PURIM NEWS: Rabbi admits to digging ‘tunnel’ near York U

Rabbi Herschel Herschenhorn
Rabbi Herschel Herschenhorn

TORONTO — An elderly Toronto rabbi has admitted to digging the recently discovered tunnel near York University, saying he took it upon himself to start rebuilding the Bathurst Jewish Community Centre because he got fed up waiting for construction to begin.

The tunnel, which is actually more of a seven-metre-long, three-metre-deep bunker, was discovered in January by a conservation worker.

It took three years to dig out “literally with my own two hands,” said Rabbi Herschel Herschenhorn, 95, rabbi emeritus of Beth Aaron Bais Chaim Hebrew Men of Oshawa.

“I’m in pretty good shape for a man my age, but it was a big job, and none of my former congregants wanted to help,” he said.

“Just wait until they ask me to officiate at their grandkids’ bar mitzvahs, just because they don’t like the new guy and how he keeps sermonizing about shmittah and the laws of family purity. I can tell you right now what my answer will be.”

The 50-year-old BJCC was torn down in 2009 and was originally scheduled to have been replaced by 2011 with a $150-million facility, but the start date has been repeatedly delayed after community officials failed to raise the funds needed to break ground on the project.

Only the first phase of the new centre has been completed, leaving what Rabbi Herschenhorn calls a “forlorn, seemingly endless patch of green grass” covering most of the land where the BJCC once stood. “It’s like the empty shmittah fields my successor keeps yapping about.”

The rabbi said he purposely chose the wooded area near York University and the Rexall Tennis Centre because it physically resembles the West Don Valley floodplain where the old BJCC was located, and not because he was confused or suffering from dementia (though he conceded that he does get lost in Earl Bales Park from time to time).

He also denied choosing the location because he was planning to disrupt competition at the nearby tennis venue for this summer’s Pan Am Games, but said his choice of location was oddly appropriate for reasons other than geography.

“Tennis is about the only thing in the Pan Am Games that even remotely interests me,” he said, noting that he tries to play two or three times a week, and that before becoming a ba’al tshuvah and entering the rabbinate in the early 1960s, he once barnstormed Europe with Bobby Riggs as half of a tennis hustling team that specialized in swindling female members of European royal families out of their inheritances.
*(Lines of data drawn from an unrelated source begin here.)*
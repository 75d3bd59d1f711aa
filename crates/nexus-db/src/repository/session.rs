//! # Session Repository
//!
//! Persists who is signed in under `auth-storage`.
//!
//! Only the user (and the derived `isAuthenticated` flag) is stored. A
//! pending attempt or an error message never survives a restart.

use nexus_core::{Session, User};
use serde::{Deserialize, Serialize};
use tracing::debug;

use crate::error::DbResult;
use crate::repository::snapshot::{SharedSnapshotStore, SnapshotSlot};

/// Snapshot key for the session.
pub const SESSION_KEY: &str = "auth-storage";

/// Current session snapshot version.
pub const SESSION_VERSION: u32 = 0;

/// Stored shape: `{"user": {...} | null, "isAuthenticated": bool}`.
#[derive(Debug, Clone, Default, Serialize, Deserialize)]
#[serde(rename_all = "camelCase")]
struct SessionSnapshot {
    user: Option<User>,
    #[serde(default)]
    is_authenticated: bool,
}

/// Repository for the persisted session.
#[derive(Debug, Clone)]
pub struct SessionRepository {
    slot: SnapshotSlot<SessionSnapshot>,
}

impl SessionRepository {
    pub fn new(store: SharedSnapshotStore) -> Self {
        SessionRepository {
            slot: SnapshotSlot::new(store, SESSION_KEY, SESSION_VERSION),
        }
    }

    /// Restores the session, logged out if nothing usable is stored.
    ///
    /// A snapshot whose flag says logged out is treated as logged out even
    /// if it still carries a user.
    pub async fn load(&self) -> Session {
        let snapshot = self.slot.load_or_default().await;
        let user = snapshot.user.filter(|_| snapshot.is_authenticated);
        debug!(authenticated = user.is_some(), "Session restored");
        Session::restore(user)
    }

    pub async fn save(&self, session: &Session) -> DbResult<()> {
        let user = session.user().cloned();
        self.slot
            .save(&SessionSnapshot {
                is_authenticated: user.is_some(),
                user,
            })
            .await
    }

    pub async fn clear(&self) -> DbResult<bool> {
        self.slot.clear().await
    }
}

#[cfg(test)]
mod tests {
    use super::*;
    use crate::pool::{Database, DbConfig};
    use crate::repository::snapshot::SnapshotStore;
    use nexus_core::{AuthGate, AuthProvider, CoreError, SessionPhase};

    fn user() -> User {
        User {
            id: "google_1".to_string(),
            email: "user@gmail.com".to_string(),
            name: "John Doe".to_string(),
            avatar: None,
            provider: AuthProvider::Google,
        }
    }

    #[tokio::test]
    async fn test_session_round_trip() {
        let db = Database::new(DbConfig::in_memory()).await.unwrap();
        let repo = db.sessions();

        let mut session = Session::new();
        session.begin();
        session.complete(Ok(user()));
        repo.save(&session).await.unwrap();

        let restored = repo.load().await;
        assert!(restored.is_authenticated());
        assert_eq!(restored.user(), Some(&user()));
        assert_eq!(restored.phase(), SessionPhase::Authenticated);
    }

    #[tokio::test]
    async fn test_transient_fields_not_persisted() {
        let db = Database::new(DbConfig::in_memory()).await.unwrap();
        let repo = db.sessions();

        let mut session = Session::new();
        session.complete(Err(CoreError::auth_required("continue")));
        session.begin();
        repo.save(&session).await.unwrap();

        let restored = repo.load().await;
        assert_eq!(restored.phase(), SessionPhase::LoggedOut);
        assert!(restored.error().is_none());
    }

    #[tokio::test]
    async fn test_flag_false_means_logged_out() {
        let db = Database::new(DbConfig::in_memory()).await.unwrap();
        let raw = serde_json::json!({
            "version": 0,
            "state": { "user": user(), "isAuthenticated": false }
        });
        db.snapshots()
            .put(SESSION_KEY, &raw.to_string())
            .await
            .unwrap();

        assert!(!db.sessions().load().await.is_authenticated());
    }

    #[tokio::test]
    async fn test_corrupt_session_is_logged_out() {
        let db = Database::new(DbConfig::in_memory()).await.unwrap();
        db.snapshots().put(SESSION_KEY, "garbage").await.unwrap();

        assert_eq!(db.sessions().load().await, Session::new());
    }
}
//! # Configuration State
//!
//! Storefront configuration loaded at startup.
//!
//! ## Configuration Sources (Priority Order)
//! 1. CLI flags (`--db`)
//! 2. Environment variables (`NEXUS_*`)
//! 3. Defaults (this file)
//!
//! ## Thread Safety
//! Configuration is read-only after initialization, so no mutex needed.

use directories::ProjectDirs;
use nexus_core::{Money, DEFAULT_PAGE_SIZE};
use serde::{Deserialize, Serialize};
use std::path::PathBuf;
use tracing::warn;

/// File name of the snapshot database inside the data directory.
pub const DATABASE_FILE: &str = "nexus.db";

/// Storefront configuration.
#[derive(Debug, Clone, Serialize, Deserialize)]
#[serde(rename_all = "camelCase")]
pub struct StorefrontConfig {
    /// Store name shown in headers and the CLI banner.
    pub store_name: String,

    /// Snapshot database file. `None` means the platform data directory.
    pub database_path: Option<PathBuf>,

    /// Books per "load more" step on the browse page.
    pub page_size: usize,

    /// Whether logging out empties the cart and favorites.
    pub clear_cart_on_logout: bool,

    /// Currency symbol (for display)
    pub currency_symbol: String,
}

impl Default for StorefrontConfig {
    /// ## Default Values
    /// - Page size: 8
    /// - Logout clears cart and favorites
    /// - Currency: `$`
    fn default() -> Self {
        StorefrontConfig {
            store_name: "AudioBook Nexus".to_string(),
            database_path: None,
            page_size: DEFAULT_PAGE_SIZE,
            clear_cart_on_logout: true,
            currency_symbol: "$".to_string(),
        }
    }
}

impl StorefrontConfig {
    /// Creates a config from environment variables and defaults.
    ///
    /// ## Environment Variables
    /// - `NEXUS_DB_PATH`: snapshot database file
    /// - `NEXUS_PAGE_SIZE`: positive integer
    /// - `NEXUS_CLEAR_CART_ON_LOGOUT`: `true`/`false`/`1`/`0`
    /// - `NEXUS_CURRENCY_SYMBOL`: display symbol
    pub fn from_env() -> Self {
        Self::from_lookup(|key| std::env::var(key).ok())
    }

    /// Same as [`from_env`](Self::from_env) with an injectable lookup.
    ///
    /// Unparseable values are logged and ignored.
    pub fn from_lookup(lookup: impl Fn(&str) -> Option<String>) -> Self {
        let mut config = StorefrontConfig::default();

        if let Some(path) = lookup("NEXUS_DB_PATH").filter(|p| !p.trim().is_empty()) {
            config.database_path = Some(PathBuf::from(path));
        }

        if let Some(raw) = lookup("NEXUS_PAGE_SIZE") {
            match raw.trim().parse::<usize>() {
                Ok(size) if size > 0 => config.page_size = size,
                _ => warn!(value = %raw, "Ignoring invalid NEXUS_PAGE_SIZE"),
            }
        }

        if let Some(raw) = lookup("NEXUS_CLEAR_CART_ON_LOGOUT") {
            match parse_flag(&raw) {
                Some(flag) => config.clear_cart_on_logout = flag,
                None => warn!(value = %raw, "Ignoring invalid NEXUS_CLEAR_CART_ON_LOGOUT"),
            }
        }

        if let Some(symbol) = lookup("NEXUS_CURRENCY_SYMBOL") {
            config.currency_symbol = symbol;
        }

        config
    }

    /// Overrides the database path (from `--db`).
    pub fn with_database_path(mut self, path: Option<PathBuf>) -> Self {
        if path.is_some() {
            self.database_path = path;
        }
        self
    }

    /// Resolves the snapshot database file.
    ///
    /// ## Platform-Specific Defaults
    /// - **macOS**: `~/Library/Application Support/com.audiobook-nexus.nexus/nexus.db`
    /// - **Windows**: `%APPDATA%\audiobook-nexus\nexus\data\nexus.db`
    /// - **Linux**: `~/.local/share/nexus/nexus.db`
    ///
    /// Returns `None` when no home directory can be determined.
    pub fn resolve_database_path(&self) -> Option<PathBuf> {
        if let Some(path) = &self.database_path {
            return Some(path.clone());
        }

        ProjectDirs::from("com", "audiobook-nexus", "nexus")
            .map(|dirs| dirs.data_dir().join(DATABASE_FILE))
    }

    /// Formats an amount with the configured currency symbol.
    ///
    /// ## Example
    /// ```rust,ignore
    /// let config = StorefrontConfig::default();
    /// assert_eq!(config.format_currency(Money::from_cents(1234)), "$12.34");
    /// ```
    pub fn format_currency(&self, amount: Money) -> String {
        amount.format_with(&self.currency_symbol)
    }
}

fn parse_flag(raw: &str) -> Option<bool> {
    match raw.trim().to_ascii_lowercase().as_str() {
        "1" | "true" | "yes" | "on" => Some(true),
        "0" | "false" | "no" | "off" => Some(false),
        _ => None,
    }
}

#[cfg(test)]
mod tests {
    use super::*;
    use std::collections::HashMap;

    fn config_from(pairs: &[(&str, &str)]) -> StorefrontConfig {
        let vars: HashMap<String, String> = pairs
            .iter()
            .map(|(k, v)| (k.to_string(), v.to_string()))
            .collect();
        StorefrontConfig::from_lookup(|key| vars.get(key).cloned())
    }

    #[test]
    fn test_defaults() {
        let config = config_from(&[]);
        assert_eq!(config.page_size, 8);
        assert!(config.clear_cart_on_logout);
        assert_eq!(config.currency_symbol, "$");
        assert!(config.database_path.is_none());
    }

    #[test]
    fn test_env_overrides() {
        let config = config_from(&[
            ("NEXUS_DB_PATH", "/tmp/nexus.db"),
            ("NEXUS_PAGE_SIZE", "12"),
            ("NEXUS_CLEAR_CART_ON_LOGOUT", "false"),
            ("NEXUS_CURRENCY_SYMBOL", "€"),
        ]);
        assert_eq!(config.database_path, Some(PathBuf::from("/tmp/nexus.db")));
        assert_eq!(config.page_size, 12);
        assert!(!config.clear_cart_on_logout);
        assert_eq!(config.format_currency(Money::from_cents(1999)), "€19.99");
    }

    #[test]
    fn test_invalid_values_are_ignored() {
        let config = config_from(&[
            ("NEXUS_PAGE_SIZE", "0"),
            ("NEXUS_CLEAR_CART_ON_LOGOUT", "sometimes"),
        ]);
        assert_eq!(config.page_size, 8);
        assert!(config.clear_cart_on_logout);
    }

    #[test]
    fn test_cli_path_wins() {
        let config = config_from(&[("NEXUS_DB_PATH", "/tmp/env.db")])
            .with_database_path(Some(PathBuf::from("/tmp/flag.db")));
        assert_eq!(config.resolve_database_path(), Some(PathBuf::from("/tmp/flag.db")));

        let config = config_from(&[("NEXUS_DB_PATH", "/tmp/env.db")]).with_database_path(None);
        assert_eq!(config.resolve_database_path(), Some(PathBuf::from("/tmp/env.db")));
    }

    #[test]
    fn test_format_currency() {
        let config = StorefrontConfig::default();
        assert_eq!(config.format_currency(Money::from_cents(1234)), "$12.34");
        assert_eq!(config.format_currency(Money::from_cents(0)), "$0.00");
        assert_eq!(config.format_currency(Money::from_cents(-1234)), "-$12.34");
    }
}
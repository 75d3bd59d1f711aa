//! # Query Engine
//!
//! Search, genre filter, sort and "load more" pagination over the catalog.
//!
//! ## Pipeline
//! ```text
//! ┌─────────────────────────────────────────────────────────────────────────┐
//! │                        Browse Page Query                                │
//! │                                                                         │
//! │  catalog (8 books)                                                      │
//! │       │                                                                 │
//! │       ▼  search "weir"  → title / author / narrator / genre, any case   │
//! │  [Project Hail Mary]                                                    │
//! │       │                                                                 │
//! │       ▼  genre "All" or ""  → no filter;  "Mystery" → exact label       │
//! │       │                                                                 │
//! │       ▼  sort newest / title / author / price / rating / duration       │
//! │       │  (stable: catalog order breaks ties)                            │
//! │       ▼                                                                 │
//! │  paginate(page 2, size 8) → first 16 results, has_more                  │
//! └─────────────────────────────────────────────────────────────────────────┘
//! ```
//!
//! The input slice is never reordered; every step works on an owned copy.

use serde::{Deserialize, Serialize};
use std::cmp::Ordering;
use std::fmt;
use std::str::FromStr;
use ts_rs::TS;

use crate::error::{CoreError, CoreResult};
use crate::types::{Audiobook, GENRE_ALL};

/// Page size the browse page starts with.
pub const DEFAULT_PAGE_SIZE: usize = 8;

// =============================================================================
// Sort Key
// =============================================================================

/// Ordering criterion for the browse page.
#[derive(Debug, Clone, Copy, PartialEq, Eq, Default, Serialize, Deserialize, TS)]
#[serde(rename_all = "lowercase")]
#[ts(export)]
pub enum SortKey {
    /// Title, A to Z.
    Title,
    /// Author, A to Z.
    Author,
    /// Cheapest first.
    Price,
    /// Best rated first.
    Rating,
    /// Shortest first; unparsed durations count as zero.
    Duration,
    /// Most recently published first.
    #[default]
    Newest,
}

impl SortKey {
    pub const ALL: [SortKey; 6] = [
        SortKey::Title,
        SortKey::Author,
        SortKey::Price,
        SortKey::Rating,
        SortKey::Duration,
        SortKey::Newest,
    ];

    pub const fn as_str(&self) -> &'static str {
        match self {
            SortKey::Title => "title",
            SortKey::Author => "author",
            SortKey::Price => "price",
            SortKey::Rating => "rating",
            SortKey::Duration => "duration",
            SortKey::Newest => "newest",
        }
    }

    /// Comparator for this key. Callers must use a stable sort.
    fn compare(&self, a: &Audiobook, b: &Audiobook) -> Ordering {
        match self {
            SortKey::Title => compare_text(&a.title, &b.title),
            SortKey::Author => compare_text(&a.author, &b.author),
            SortKey::Price => a.price.cmp(&b.price),
            SortKey::Rating => b.rating.total_cmp(&a.rating),
            SortKey::Duration => a.duration.cmp(&b.duration),
            SortKey::Newest => b.published_date.cmp(&a.published_date),
        }
    }
}

impl fmt::Display for SortKey {
    fn fmt(&self, f: &mut fmt::Formatter<'_>) -> fmt::Result {
        f.write_str(self.as_str())
    }
}

impl FromStr for SortKey {
    type Err = CoreError;

    fn from_str(s: &str) -> Result<Self, Self::Err> {
        let wanted = s.trim();
        SortKey::ALL
            .into_iter()
            .find(|k| k.as_str().eq_ignore_ascii_case(wanted))
            .ok_or_else(|| {
                CoreError::invalid_argument("sort key", format!("unknown value '{wanted}'"))
            })
    }
}

/// Case-insensitive ordering with the raw text as tie-breaker, so "dune" and
/// "Dune" still have a deterministic order.
fn compare_text(a: &str, b: &str) -> Ordering {
    a.to_lowercase()
        .cmp(&b.to_lowercase())
        .then_with(|| a.cmp(b))
}

// =============================================================================
// Query
// =============================================================================

/// A parsed browse-page query.
#[derive(Debug, Clone, PartialEq, Eq, Default, Serialize, Deserialize)]
#[serde(rename_all = "camelCase")]
pub struct AudiobookQuery {
    /// Free-text search; trimmed before use.
    pub search: String,
    /// Genre label, or `"All"` / empty for no restriction.
    pub genre: String,
    pub sort: SortKey,
}

impl AudiobookQuery {
    /// Builds a query from raw UI values, rejecting an unknown sort key.
    pub fn parse(search: &str, genre: &str, sort_key: &str) -> CoreResult<Self> {
        Ok(AudiobookQuery {
            search: search.to_string(),
            genre: genre.to_string(),
            sort: sort_key.parse()?,
        })
    }

    /// The genre label to filter on, or `None` for the sentinels.
    fn genre_filter(&self) -> Option<&str> {
        let genre = self.genre.trim();
        if genre.is_empty() || genre == GENRE_ALL {
            None
        } else {
            Some(genre)
        }
    }

    /// Applies search, genre filter and sort to `books`.
    pub fn apply(&self, books: &[Audiobook]) -> Vec<Audiobook> {
        let needle = self.search.trim().to_lowercase();
        let genre = self.genre_filter();

        let mut result: Vec<Audiobook> = books
            .iter()
            .filter(|b| needle.is_empty() || b.matches_search(&needle))
            .filter(|b| genre.map_or(true, |g| b.genre.label() == g))
            .cloned()
            .collect();

        // Vec::sort_by is stable: equal keys keep catalog order.
        result.sort_by(|a, b| self.sort.compare(a, b));
        result
    }
}

/// Filters and sorts `books` from raw UI values.
///
/// ## Errors
/// `InvalidArgument` when `sort_key` is not one of
/// `title | author | price | rating | duration | newest`.
pub fn query(
    books: &[Audiobook],
    search: &str,
    genre: &str,
    sort_key: &str,
) -> CoreResult<Vec<Audiobook>> {
    Ok(AudiobookQuery::parse(search, genre, sort_key)?.apply(books))
}

// =============================================================================
// Pagination
// =============================================================================

/// A cumulative "load more" page.
///
/// Page `n` holds the first `n * page_size` results, not a disjoint window.
#[derive(Debug, Clone, PartialEq, Serialize, Deserialize)]
#[serde(rename_all = "camelCase")]
pub struct Page<T> {
    pub items: Vec<T>,
    pub total_count: usize,
    pub total_pages: usize,
    pub current_page: usize,
    pub has_more: bool,
}

/// Slices `filtered` into the cumulative page `page` (1-based).
///
/// ## Errors
/// `InvalidArgument` when `page` or `page_size` is zero.
pub fn paginate<T: Clone>(filtered: &[T], page: usize, page_size: usize) -> CoreResult<Page<T>> {
    if page == 0 {
        return Err(CoreError::invalid_argument("page", "pages start at 1"));
    }
    if page_size == 0 {
        return Err(CoreError::invalid_argument("page size", "must be positive"));
    }

    let total_count = filtered.len();
    let visible = page.saturating_mul(page_size);

    Ok(Page {
        items: filtered[..visible.min(total_count)].to_vec(),
        total_count,
        total_pages: total_count.div_ceil(page_size),
        current_page: page,
        has_more: visible < total_count,
    })
}

// =============================================================================
// Unit Tests
// =============================================================================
When asked how he had managed to excavate such a large hole without being detected, Rabbi Herschenhorn said he carried the dirt away from the site using his tallis bag, so as not to arouse suspicion among nearby residents or the small army of security personnel readying the Rexall site for the Games.

“They [the security people] didn’t seem like the sharpest knives in the drawer. I certainly wouldn’t have believed my story about holy dirt,” Rabbi Hirschenhorn said.

“After speaking to those shmoes, I’ve lost all confidence in the security for the Games. I told my grandkids to stay away from the popular events like tennis and basketball, and stick to the velodrome or Ping-Pong if they absolutely feel the need to go see something.”

He said he has since written to Games organizers suggesting they use the Jewish Defence League for security.

“Those guys have real dirt in their tallis bags, if you know what I mean,” he said cryptically.

Rabbi Herschenhorn said he hadn’t abandoned the effort when he stopped digging in late December, only that he was taking a rest. “Give me a break. I just turned 95. And like I said, my former congregants are lazy.”

He figures that at the rate he was going, he could rebuild the entire BJCC before he turns 105, which, he emphasized, is still sooner than the latest official projected completion date of June 2030.

Toronto Police and CSIS refused to comment on the rabbi’s admission, saying the investigation is ongoing, while a spokesperson in the prime minister’s office said it was too early to rule out Islamic extremism.

The York Federation of Students responded with a statement blaming Israel, because, it said, Israel is responsible for everything.